The company’s profit after tax fell 77 percent to N2.01 billion in 2025, down from N8.77 billion a year earlier, according to its unaudited results. Earnings per share dropped sharply to 290 kobo from 1,264 kobo. The board proposed no dividend this time, compared with a 350 kobo payout the previous year.

Revenue fell 6.6 percent to N301.7 billion as fuel sales lost momentum. Frequent price swings at the pump and softer consumer spending meant fewer litres moving through its stations, capping growth

Costs offered little comfort. Although cost of sales declined, gross profit still fell to N22.9 billion from N26.4 billion. That left less breathing room to absorb rising operating and financing pressures.

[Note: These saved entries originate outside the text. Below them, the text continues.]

#![forbid(unsafe_code)]

//! Document preview.
//!
//! Rendering is delegated to a [`DocumentLoader`]; the preview only tracks
//! which file and page to show and whether loading worked. A load failure is
//! logged and shown as a [`PreviewState::Failed`] state, never a panic.

use std::fmt;
use std::num::NonZeroU32;

use tracing::{debug, error};

/// File shown when no other path is configured.
pub const DEFAULT_DOCUMENT: &str = "/Resume.pdf";

/// What the loader learned about a document.
#[derive(Debug, Clone, Copy, PartialEq, Eq)]
pub struct DocumentInfo {
    pub page_count: u32,
}

/// Fetches and parses documents.
pub trait DocumentLoader {
    fn load(&mut self, path: &str) -> Result<DocumentInfo, LoadError>;
}

#[derive(Debug, Clone, PartialEq, Eq)]
pub struct LoadError {
    message: String,
}

impl LoadError {
    #[must_use]
    pub fn new(message: impl Into<String>) -> Self {
        Self {
            message: message.into(),
        }
    }
}

impl fmt::Display for LoadError {
    fn fmt(&self, f: &mut fmt::Formatter<'_>) -> fmt::Result {
        f.write_str(&self.message)
    }
}

impl std::error::Error for LoadError {}

#[derive(Debug, Clone, PartialEq, Eq)]
pub enum PreviewState {
    Pending,
    Ready { page: u32, page_count: u32 },
    Failed(String),
}

/// A single-page preview of one document.
#[derive(Debug, Clone)]
pub struct DocumentPreview {
    path: String,
    page: NonZeroU32,
    state: PreviewState,
}

impl Default for DocumentPreview {
    fn default() -> Self {
        Self {
            path: DEFAULT_DOCUMENT.to_string(),
            page: NonZeroU32::MIN,
            state: PreviewState::Pending,
        }
    }
}

impl DocumentPreview {
    #[must_use]
    pub fn new() -> Self {
        Self::default()
    }

    #[must_use]
    pub fn with_path(mut self, path: impl Into<String>) -> Self {
        self.path = path.into();
        self
    }

    #[must_use]
    pub fn with_page(mut self, page: NonZeroU32) -> Self {
        self.page = page;
        self
    }

    #[must_use]
    pub fn path(&self) -> &str {
        &self.path
    }

    #[must_use]
    pub fn page(&self) -> NonZeroU32 {
        self.page
    }

    #[must_use]
    pub fn state(&self) -> &PreviewState {
        &self.state
    }

    /// Load the document and settle the state.
    pub fn load<L: DocumentLoader + ?Sized>(&mut self, loader: &mut L) -> &PreviewState {
        let page = self.page.get();
        self.state = match loader.load(&self.path) {
            Ok(info) if page <= info.page_count => {
                debug!(path = %self.path, page, page_count = info.page_count, "document ready");
                PreviewState::Ready {
                    page,
                    page_count: info.page_count,
                }
            }
            Ok(info) => {
                let reason = format!(
                    "page {page} is beyond the last page ({})",
                    info.page_count
                );
                error!(path = %self.path, page, page_count = info.page_count, "document page out of range");
                PreviewState::Failed(reason)
            }
            Err(err) => {
                error!(path = %self.path, error = %err, "document failed to load");
                PreviewState::Failed(err.to_string())
            }
        };
        &self.state
    }
}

The real pressure showed up in its interest bill. Finance costs more than doubled to N10.4 billion as the company leaned harder on bank loans to keep operations running.

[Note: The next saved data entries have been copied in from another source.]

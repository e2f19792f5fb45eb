#![forbid(unsafe_code)]

fn main() {
    if let Err(error) = folio_demo::run_from_env() {
        eprintln!("error: {error}");
        std::process::exit(error.exit_code());
    }
}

Short term borrowings surged 89 percent to N54.2 billion, swelling current liabilities to nearly N99 billion and tightening the squeeze on the balance sheet. Profit before tax fell 77 percent to N2.53 billion, even as distribution expenses eased and administrative costs rose only modestly.

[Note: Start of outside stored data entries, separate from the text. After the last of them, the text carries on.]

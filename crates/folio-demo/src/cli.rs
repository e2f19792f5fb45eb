#![forbid(unsafe_code)]

use std::io::Write;
use std::path::Path;

use clap::{Parser, Subcommand};
use folio::SiteConfig;
use folio::logging::{self, LogFormat};

use crate::check::{CheckConfigArgs, run_check_config};
use crate::error::Result;
use crate::scroll::{ScrollArgs, run_scroll};
use crate::sections::{SectionsArgs, run_sections};

#[derive(Debug, Parser)]
#[command(
    name = "folio-demo",
    about = "Simulate scrolling a folio page and watch the nav highlight follow",
    version
)]
pub struct Cli {
    /// Log output format on stderr (plain or json). Verbosity comes from
    /// FOLIO_LOG or RUST_LOG.
    #[arg(long, global = true, default_value = "plain")]
    pub log_format: LogFormat,

    #[command(subcommand)]
    pub command: Commands,
}

#[derive(Debug, Subcommand)]
pub enum Commands {
    /// List the tracked sections in page order.
    Sections(SectionsArgs),

    /// Scroll through the page and print the active section per step.
    Scroll(ScrollArgs),

    /// Validate a site configuration file.
    #[command(name = "check-config")]
    CheckConfig(CheckConfigArgs),
}

pub fn run_from_env() -> Result<()> {
    let cli = Cli::parse();
    logging::init(cli.log_format)?;
    run(cli)
}

pub fn run(cli: Cli) -> Result<()> {
    let stdout = std::io::stdout();
    let mut out = stdout.lock();
    run_with(cli, &mut out)
}

/// Dispatch a parsed command, writing its report to `out`.
pub fn run_with(cli: Cli, out: &mut dyn Write) -> Result<()> {
    match cli.command {
        Commands::Sections(args) => run_sections(&args, out),
        Commands::Scroll(args) => run_scroll(&args, out),
        Commands::CheckConfig(args) => run_check_config(&args, out),
    }
}

/// The built-in site, or the validated file at `path`.
pub(crate) fn load_site(path: Option<&Path>) -> Result<SiteConfig> {
    match path {
        Some(path) => Ok(SiteConfig::load(path)?),
        None => Ok(SiteConfig::default()),
    }
}

#[cfg(test)]
mod tests {
    use super::*;

    #[test]
    fn parses_global_log_format_after_subcommand() {
        let cli = Cli::try_parse_from(["folio-demo", "sections", "--log-format", "json"])
            .expect("valid args");
        assert_eq!(cli.log_format, LogFormat::Json);
        assert!(matches!(cli.command, Commands::Sections(_)));
    }

    #[test]
    fn rejects_unknown_log_format() {
        assert!(Cli::try_parse_from(["folio-demo", "--log-format", "xml", "sections"]).is_err());
    }

    #[test]
    fn scroll_defaults() {
        let cli = Cli::try_parse_from(["folio-demo", "scroll"]).expect("valid args");
        let Commands::Scroll(args) = cli.command else {
            panic!("expected scroll");
        };
        assert_eq!(args.viewport_height, 1000.0);
        assert_eq!(args.step, 100.0);
        assert_eq!(args.to, None);
        assert!(!args.json);
    }

    #[test]
    fn check_config_requires_file() {
        assert!(Cli::try_parse_from(["folio-demo", "check-config"]).is_err());
    }

    #[test]
    fn missing_config_file_is_io_config_error() {
        let err = load_site(Some(Path::new("/definitely/not/here.toml"))).unwrap_err();
        assert_eq!(err.exit_code(), 1);
        assert!(err.to_string().starts_with("config error: I/O error"));
    }
}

Cash flow paints a similar picture. Operating activities generated just N167 million, compared with N8.8 billion a year earlier. Receivables tied to credit sales and inventory build up soaked up much of the cash.

After capital spending and interest payments, the company ended the year with a net negative cash position of about N41.2 billion, wider than the N21.4 billion recorded in 2024.

Conoil did increase investment in property, plant and equipment to N7.2 billion, nearly double the previous year. Non current assets rose to N12.4 billion as a result.

Management attributed the squeeze to the need to hold more inventory and extend credit to sustain sales, a familiar challenge in Nigeria’s downstream sector where marketers often plug supply gaps with expensive short term financing.

The balance sheet offers limited cushion. Shareholders’ funds edged down 1.1 percent to N39.1 billion, while retained earnings declined after another year of dividend payments that outpaced net profit. Net asset value per share dipped slightly to N56.30.

Conoil’s numbers mirror what is happening across Nigeria’s fuel retail space. Deregulation has changed pricing dynamics, exchange rate swings have made costs unpredictable, and access to affordable credit has tightened. Margins are thinner, and there is less room for mistakes.

With interest payments taking a bigger bite out of earnings, the focus now shifts to whether the company can stabilise cash flow and ease its dependence on short term borrowing. The next few quarters will make it clear whether this was just a difficult year or a sign of deeper pressure ahead.